Postscript

Postscript

Postscript

            Readers of this issue of The Campbellsville Review will have noticed by now a strong focus on current issues in academia and the world today.  In spite of our myriad accomplishments in medicine and technology, there are always those topics for which the measuring rod sometimes has to struggle to register significant achievements.  Such can easily be the case when it comes to privacy on the world wide web, relationships with constituents, our awareness of micro-pollutants, or our reaction to poverty in our own nation.  While hindsight tends to be excellent, it doesn't always guarantee that we will hit the target when looking to the future.

            And yet we are called upon as an academic community to be looking ahead as much as looking back.  The very nature of academic studies is shaped by its internal disciplines and its broader set of general studies.  Our effort to instruct, with an eye to the past and an ear to the future, requires a keen sense of knowledge, perception, and wisdom.  And while our tight-knit community may on one hand seem forbidding to the outsider, it can (and we hope) be reassuring to all who enter in.  Indeed, our own perspective and passion, as we are reminded in these pages, has the potential to make a difference to those around us and even to the world.
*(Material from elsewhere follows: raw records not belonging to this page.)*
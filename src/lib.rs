#![warn(clippy::all, rust_2018_idioms)]

pub mod app;
pub mod command;
pub mod components;
pub mod config;
pub mod element;
pub mod error;
pub mod geometry;
pub mod input;
pub mod panels;
pub mod raster;
pub mod renderer;
pub mod search;
pub mod state;
pub mod tools;
pub mod util;

pub use app::DesignBoardApp;
pub use command::Command;
pub use config::BoardConfig;
pub use element::{DesignElement, ElementId, ElementType, ImageSource};
pub use error::{BoardError, BoardResult};
pub use state::EditorModel;
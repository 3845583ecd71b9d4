use crate::element::DesignElement;

/// Linear undo log of full element snapshots.
///
/// `index` always points at the entry currently displayed. Committing after
/// an undo drops every entry past the index, so there is no redo.
#[derive(Debug, Clone)]
pub struct History {
    entries: Vec<Vec<DesignElement>>,
    index: usize,
}

impl History {
    /// Starts a log whose first entry is `initial`.
    pub fn new(initial: Vec<DesignElement>) -> Self {
        Self {
            entries: vec![initial],
            index: 0,
        }
    }

    /// Appends a snapshot, discarding entries after the current index.
    pub fn commit(&mut self, snapshot: Vec<DesignElement>) {
        self.entries.truncate(self.index + 1);
        self.entries.push(snapshot);
        self.index = self.entries.len() - 1;
    }

    /// Steps back one entry and returns it; `None` at the first entry.
    pub fn undo(&mut self) -> Option<&[DesignElement]> {
        if self.index == 0 {
            return None;
        }
        self.index -= 1;
        Some(&self.entries[self.index])
    }

    pub fn current(&self) -> &[DesignElement] {
        &self.entries[self.index]
    }

    pub fn index(&self) -> usize {
        self.index
    }

    pub fn len(&self) -> usize {
        self.entries.len()
    }

    pub fn is_empty(&self) -> bool {
        self.entries.is_empty()
    }

    pub fn can_undo(&self) -> bool {
        self.index > 0
    }
}

#[cfg(test)]
mod tests {
    use super::*;

    #[test]
    fn test_commit_after_undo_truncates() {
        let mut history = History::new(Vec::new());
        history.commit(Vec::new());
        history.commit(Vec::new());
        assert_eq!(history.index(), 2);

        assert!(history.undo().is_some());
        assert!(history.undo().is_some());
        assert_eq!(history.index(), 0);
        assert!(history.undo().is_none());

        history.commit(Vec::new());
        assert_eq!(history.index(), 1);
        assert_eq!(history.len(), 2);
    }
}
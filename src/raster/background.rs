use futures::FutureExt;
use futures::future::BoxFuture;
use image::RgbaImage;
use log::{debug, info};

use super::ImageLoader;
use crate::element::{DesignElement, ElementId, ElementPatch, ImageSource};
use crate::error::{BoardError, BoardResult};
use crate::state::EditorModel;

/// Keys out near-white pixels: alpha becomes 0 wherever r, g and b are all
/// strictly above `threshold`. Color channels are left as they were.
pub fn remove_white_background(image: &RgbaImage, threshold: u8) -> RgbaImage {
    let mut keyed = image.clone();
    for pixel in keyed.pixels_mut() {
        let [r, g, b, _] = pixel.0;
        if r > threshold && g > threshold && b > threshold {
            pixel.0[3] = 0;
        }
    }
    keyed
}

/// Background removal captured against one element.
///
/// The job holds the element id and source at invocation time; the model is
/// only touched again when the finished result is applied.
#[derive(Debug, Clone)]
pub struct BackgroundJob {
    element_id: ElementId,
    source: ImageSource,
    threshold: u8,
}

impl BackgroundJob {
    pub fn new(element: &DesignElement, threshold: u8) -> BoardResult<Self> {
        let source = element
            .src()
            .ok_or_else(|| BoardError::NotAnImage(element.id.clone()))?;
        Ok(Self {
            element_id: element.id.clone(),
            source: source.clone(),
            threshold,
        })
    }

    pub fn element_id(&self) -> &ElementId {
        &self.element_id
    }

    pub fn run(self, loader: &dyn ImageLoader) -> BoxFuture<'static, BoardResult<BackgroundResult>> {
        let Self {
            element_id,
            source,
            threshold,
        } = self;
        loader
            .load(&source)
            .map(move |loaded| {
                let image = loaded?;
                debug!("Keying {}x{} image for {}", image.width(), image.height(), element_id);
                Ok(BackgroundResult {
                    element_id,
                    image: ImageSource::from_raster(remove_white_background(&image, threshold)),
                })
            })
            .boxed()
    }
}

#[derive(Debug, Clone)]
pub struct BackgroundResult {
    pub element_id: ElementId,
    pub image: ImageSource,
}

impl BackgroundResult {
    /// Replaces the element's `src` (keeping `original_src`) and commits.
    /// Returns false if the element was deleted meanwhile.
    pub fn apply(self, model: &mut EditorModel) -> bool {
        if !model.update_element(&self.element_id, ElementPatch::default().src(self.image)) {
            debug!("Background result for missing element {}", self.element_id);
            return false;
        }
        model.commit();
        info!("Removed background of {}", self.element_id);
        true
    }
}
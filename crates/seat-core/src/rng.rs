//! Deterministic simulation RNG and the weighted-choice primitive.
//!
//! A run owns exactly one `SimRng`, seeded from `SimConfig::seed` at
//! `initialize`.  Because ticks are strictly sequential (all spawns, then
//! all agent steps) the draw order is fixed, so the same seed and config
//! always reproduce the same run.

use rand::rngs::SmallRng;
use rand::{Rng, SeedableRng};

/// Simulation-level RNG used for every stochastic decision in a run.
pub struct SimRng(SmallRng);

impl SimRng {
    pub fn new(seed: u64) -> Self {
        SimRng(SmallRng::seed_from_u64(seed))
    }

    #[inline]
    pub fn random<T>(&mut self) -> T
    where
        rand::distributions::Standard: rand::distributions::Distribution<T>,
    {
        self.0.r#gen()
    }

    #[inline]
    pub fn gen_range<T, R>(&mut self, range: R) -> T
    where
        T: rand::distributions::uniform::SampleUniform,
        R: rand::distributions::uniform::SampleRange<T>,
    {
        self.0.gen_range(range)
    }

    /// `true` with probability `p` (clamped to [0, 1]).
    #[inline]
    pub fn gen_bool(&mut self, p: f64) -> bool {
        self.0.gen_bool(p.clamp(0.0, 1.0))
    }

    /// Shuffle a mutable slice in-place (Fisher-Yates).
    #[inline]
    pub fn shuffle<T>(&mut self, slice: &mut [T]) {
        use rand::seq::SliceRandom;
        slice.shuffle(&mut self.0);
    }

    /// Uniformly random element, or `None` for an empty slice.
    #[inline]
    pub fn choose<'a, T>(&mut self, slice: &'a [T]) -> Option<&'a T> {
        use rand::seq::SliceRandom;
        slice.choose(&mut self.0)
    }

    /// Index drawn proportionally to `weights`.
    ///
    /// - empty `weights` → `None`;
    /// - total weight `<= 0` (or not finite) → `Some(0)`;
    /// - otherwise draw `r ∈ [0, total)` and subtract weights in order until
    ///   `r <= 0`; if rounding leaves `r` positive after the walk, the last
    ///   positively weighted index is returned.
    ///
    /// Non-positive weights are skipped during the walk, so they can never be
    /// picked while some weight is positive.
    pub fn weighted_index(&mut self, weights: &[f64]) -> Option<usize> {
        if weights.is_empty() {
            return None;
        }
        let total: f64 = weights.iter().filter(|w| **w > 0.0).sum();
        if !total.is_finite() || total <= 0.0 {
            return Some(0);
        }
        let mut r = self.0.gen_range(0.0..total);
        let mut last = 0;
        for (i, &w) in weights.iter().enumerate() {
            if w.is_nan() || w <= 0.0 {
                continue;
            }
            last = i;
            r -= w;
            if r <= 0.0 {
                return Some(i);
            }
        }
        Some(last)
    }

    /// Item drawn proportionally to `weights` (see [`weighted_index`]).
    ///
    /// `items` and `weights` are paired positionally; extra entries on the
    /// longer side are ignored.
    ///
    /// [`weighted_index`]: SimRng::weighted_index
    pub fn weighted_choice<'a, T>(&mut self, items: &'a [T], weights: &[f64]) -> Option<&'a T> {
        let n = items.len().min(weights.len());
        self.weighted_index(&weights[..n]).map(|i| &items[i])
    }
}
            It was no doubt this potential which sparked the curiosity of scientists such as Georges Lemaître to push his discipline into the unknown, inspiring in turn his students toward their greater potential.  Never mind that the Nobel Prize went in another direction, even though he provided the framework for discovery.  The history of great leaders would be empty without the creative and disciplined labors of others before and alongside them.

            As Campbellsville University looks back from time to time to celebrate its own accomplishments, let us continue to look ahead, striving to inspire our students to reach their own potential.  Who would have imagined that a President of the United States would be born only thirty miles from Campbellsville?  While such an event may never happen again, the potential for great leaders from our region is as strong as ever.  May we never lose sight of this possibility and the challenge which lies before our institution as we train our students for the mission of today and the opportunities for tomorrow.